Well they would mean something if you tested a system that's supposed to produce a winning probability of say 98 - 99%. Perhaps HFT in some niche areas can reach that.
Either way I'm still wrapping my head around the gambler's fallacy and the Monte-Carlo casino situation:
https://en.wikipedia.org/wiki/Gambler's_fallacy#Monte_Carlo_Casino
"Perhaps the most famous example of the gambler's fallacy occurred in a game of roulette at the Monte Carlo Casino on August 18, 1913, when the ball fell in black 26 times in a row."
Now even under the reasonable assumption of a fair toss (50% probability), getting one side 26 times in a row is not falling under "probability laws" any more, it's a freakin' black swan event.
What you can learn from such events:
- Never bet your castle, even on high probability events (>90%), let alone in the 50% range
- Apply a reasonable limit for "bad luck", say 1 in 10,000 events. For a fair coin (50% probability), that's some 17 tosses. Think if it as "not that unusual" not to get a win in 17 rounds, if the winning probability is 50%. So if you really are sure on that 50% probability, you gotta have at least capital for betting 20 times. But as the Monte Carlo Casino event shows, that's only a rough guideline, in practice you need to have a lot more - I'm taking a risk and saying that having runway for 100 bets ought to be enough.

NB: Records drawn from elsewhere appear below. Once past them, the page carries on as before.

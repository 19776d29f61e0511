use std::thread::sleep;
use std::time::Duration;

use anyhow::Result;
use clap::Parser;
use medir::category::Category;
use medir::cli::{Cli, OutputFormat};
use medir::duration::parse_duration;
use medir::json_output::JsonReport;
use medir::session::ProfilingSession;
use tracing_subscriber::EnvFilter;

/// Initialize tracing subscriber; TRACE directive when transition
/// diagnostics are requested, INFO otherwise
fn init_tracing(verbose: bool) {
    let level = if verbose {
        tracing::Level::TRACE
    } else {
        tracing::Level::INFO
    };
    tracing_subscriber::fmt()
        .with_env_filter(EnvFilter::from_default_env().add_directive(level.into()))
        .with_writer(std::io::stderr)
        .init();
}

/// The canonical nested workload: CPU work interleaved with TCP, SQL and SMB
/// access, every sleep scaled by `unit`
fn run_workload(session: &ProfilingSession, unit: Duration, label: &str) {
    let _root = session.scope_named_in(label, Category::Cpu);
    sleep(unit * 4);
    session.increment_counter("counter-1", 1000);
    {
        let _tcp = session.scope_in(Category::Tcp);
        sleep(unit * 6);
        {
            let _sql = session.scope_in(Category::Sql);
            session.increment_counter("counter-2", 333);
            sleep(unit * 10);
        }
        sleep(unit * 4);
    }
    sleep(unit * 2);
    {
        let _smb = session.scope_in(Category::Smb);
        sleep(unit * 6);
    }
}

fn main() -> Result<()> {
    let cli = Cli::parse();
    init_tracing(cli.trace);

    let unit = parse_duration(&cli.unit)?;
    let session = ProfilingSession::new();
    session.set_trace_enabled(cli.trace);

    run_workload(&session, unit, &cli.label);

    if let OutputFormat::Json = cli.format {
        let report = JsonReport::from_sample_set(&session.snapshot());
        println!("{}", report.to_json());
    }
    Ok(())
}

- The problem with low probability bets is that it takes a long streak of loses to figure out you're wrong. So if you believe the win probability is 50%, you can still lose 20 times in a row and can't disprove that the win probability still is 50%. If you lose 50 times in a row though, then surely it's not 50%. Therefore, go as high as possible in the probability of your bets.